In June 2025, MIT released a study titled, Your Brain on ChatGPT: Accumulation of Cognitive Debt when Using an AI Assistant for Essay Writing Task.
The Study
Researchers at the MIT Media Lab conducted this study to understand the “cognitive cost” of using artificial intelligence tools like ChatGPT for writing essays. They tracked 54 students from universities like MIT and Harvard who were asked to write SAT® essays.
These students were divided into three groups: one using only their brains, one using Google search, and one using ChatGPT. To see what was happening inside their heads, every participant wore an electroencephalography (EEG) headset that recorded their brainwaves in real time.

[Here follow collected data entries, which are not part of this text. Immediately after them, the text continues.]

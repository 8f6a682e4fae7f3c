//! Leaderboard Module
//! Scores and ranks per-player records into crop and kindness leaderboards.
//!
//! Ranking is a total order: score descending, then address ascending.
//! Ranks are positions 1..N; tied scores never share a rank.

use alloy_primitives::{Address, U256};
use serde::{Deserialize, Serialize};
use std::collections::BTreeMap;

use crate::models::types::PlayerStatRecord;
use crate::utils::constants::{DEFAULT_HARVEST_WEIGHT, DEFAULT_STEAL_WEIGHT, KIND_DECIMALS};
use crate::utils::format::{format_count, format_token_amount, rank_badge, short_address};

/// Crop score weights
#[derive(Debug, Clone, Copy, PartialEq, Eq, Serialize, Deserialize)]
pub struct ScoringWeights {
    /// Points per harvested crop
    pub harvest: u64,
    /// Points per stolen crop
    pub steal: u64,
}

impl Default for ScoringWeights {
    fn default() -> Self {
        Self {
            harvest: DEFAULT_HARVEST_WEIGHT,
            steal: DEFAULT_STEAL_WEIGHT,
        }
    }
}

impl ScoringWeights {
    /// `harvested * harvest + stolen * steal`, saturating at U256::MAX
    pub fn crop_score(&self, record: &PlayerStatRecord) -> U256 {
        record
            .crops_harvested
            .saturating_mul(U256::from(self.harvest))
            .saturating_add(record.crops_stolen.saturating_mul(U256::from(self.steal)))
    }
}

#[derive(Debug, Clone, Copy, PartialEq, Eq, Hash, Serialize, Deserialize)]
pub enum LeaderboardKind {
    /// Harvest and steal activity
    Crops,
    /// KIND token balance
    Kindness,
}

impl LeaderboardKind {
    pub fn title(&self) -> &'static str {
        match self {
            Self::Crops => "🌾 Crop Leaderboard",
            Self::Kindness => "💖 Kindness Leaderboard",
        }
    }

    pub fn score(&self, record: &PlayerStatRecord, weights: &ScoringWeights) -> U256 {
        match self {
            Self::Crops => weights.crop_score(record),
            // helpProvided is informational only
            Self::Kindness => record.kind_balance,
        }
    }
}

#[derive(Debug, Clone, PartialEq, Eq, Serialize, Deserialize)]
pub struct LeaderboardEntry {
    /// 1-based position
    pub rank: usize,
    pub address: Address,
    pub score: U256,
    pub stats: PlayerStatRecord,
    pub is_mine: bool,
}

/// Display-ready leaderboard line
#[derive(Debug, Clone, PartialEq, Eq, Serialize)]
pub struct LeaderboardRow {
    pub badge: String,
    pub address: String,
    pub score: String,
    pub detail: String,
    pub highlighted: bool,
}

#[derive(Debug, Clone, PartialEq, Eq, Serialize, Deserialize)]
pub struct Leaderboard {
    pub kind: LeaderboardKind,
    pub entries: Vec<LeaderboardEntry>,
}

impl Leaderboard {
    /// Score, sort and rank `records`.
    ///
    /// Duplicate records for one address are merged first, so the result
    /// does not depend on input order. `mine` is matched against each
    /// address as a whole, ignoring case.
    pub fn build(
        records: &[PlayerStatRecord],
        kind: LeaderboardKind,
        weights: &ScoringWeights,
        mine: Option<&str>,
    ) -> Self {
        let mut entries: Vec<LeaderboardEntry> = merge_records(records)
            .into_values()
            .map(|stats| LeaderboardEntry {
                rank: 0,
                address: stats.address,
                score: kind.score(&stats, weights),
                is_mine: mine.is_some_and(|m| is_same_address(&stats.address, m)),
                stats,
            })
            .collect();

        entries.sort_by(|a, b| b.score.cmp(&a.score).then_with(|| a.address.cmp(&b.address)));
        for (i, entry) in entries.iter_mut().enumerate() {
            entry.rank = i + 1;
        }

        Self { kind, entries }
    }

    pub fn len(&self) -> usize {
        self.entries.len()
    }

    pub fn is_empty(&self) -> bool {
        self.entries.is_empty()
    }

    pub fn top(&self, n: usize) -> &[LeaderboardEntry] {
        &self.entries[..n.min(self.entries.len())]
    }

    pub fn mine(&self) -> Option<&LeaderboardEntry> {
        self.entries.iter().find(|e| e.is_mine)
    }

    pub fn find(&self, address: &Address) -> Option<&LeaderboardEntry> {
        self.entries.iter().find(|e| &e.address == address)
    }

    pub fn rows(&self) -> Vec<LeaderboardRow> {
        self.entries
            .iter()
            .map(|e| LeaderboardRow {
                badge: rank_badge(e.rank),
                address: short_address(&e.address),
                score: match self.kind {
                    LeaderboardKind::Crops => format_count(e.score),
                    LeaderboardKind::Kindness => format_token_amount(e.score, KIND_DECIMALS),
                },
                detail: match self.kind {
                    LeaderboardKind::Crops => format!(
                        "harvested: {} | stolen: {}",
                        e.stats.crops_harvested, e.stats.crops_stolen
                    ),
                    LeaderboardKind::Kindness => format!("helped: {}", e.stats.help_provided),
                },
                highlighted: e.is_mine,
            })
            .collect()
    }
}

/// Whole-address, case-insensitive comparison against a user-supplied string
pub fn is_same_address(address: &Address, candidate: &str) -> bool {
    let candidate = candidate.trim();
    let ours = format!("{:#x}", address);
    ours.len() == candidate.len() && ours.eq_ignore_ascii_case(candidate)
}

fn merge_records(records: &[PlayerStatRecord]) -> BTreeMap<Address, PlayerStatRecord> {
    let mut merged: BTreeMap<Address, PlayerStatRecord> = BTreeMap::new();
    for record in records {
        merged
            .entry(record.address)
            .and_modify(|existing| *existing = existing.merge(record))
            .or_insert_with(|| record.clone());
    }
    merged
}

/// Headline numbers shown above the leaderboards
#[derive(Debug, Clone, Default, PartialEq, Eq, Serialize, Deserialize)]
pub struct LeaderboardStats {
    pub active_farmers: usize,
    pub total_crops_harvested: U256,
    pub total_help_provided: U256,
}

impl LeaderboardStats {
    pub fn from_records(records: &[PlayerStatRecord]) -> Self {
        let merged = merge_records(records);
        Self {
            active_farmers: merged.len(),
            total_crops_harvested: merged
                .values()
                .fold(U256::ZERO, |acc, r| acc.saturating_add(r.crops_harvested)),
            total_help_provided: merged
                .values()
                .fold(U256::ZERO, |acc, r| acc.saturating_add(r.help_provided)),
        }
    }
}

This study was driven by the question of whether using a generative AI tool like ChatGPT makes us better writers or if we are just “offloading” our intelligence to the machine. It’s important to note that since the research paper has not yet been peer-reviewed, the research team advises that “all the conclusions are to be treated with caution and as preliminary.”
Conclusions
After finishing their study, the researchers found a striking pattern. The more help that a student had when writing their essays, the quieter their brain became. While the “Brain-only” group showed strong, widespread neural activity, the ChatGPT users had the weakest overall brain connectivity. This suggests that the AI was doing the heavy mental lifting, leading to a trade-off where using a tool for a quick result today results in weakened critical thinking and memory skills later. The researchers refer to this phenomenon as “cognitive debt.”
The effects were also visible in the students’ behavior and in the quality of their work. Just minutes after finishing their essays, the ChatGPT users were generally unable to quote even a single sentence they had just written. They also reported feeling less ownership over their essays, often viewing the machine as the true author.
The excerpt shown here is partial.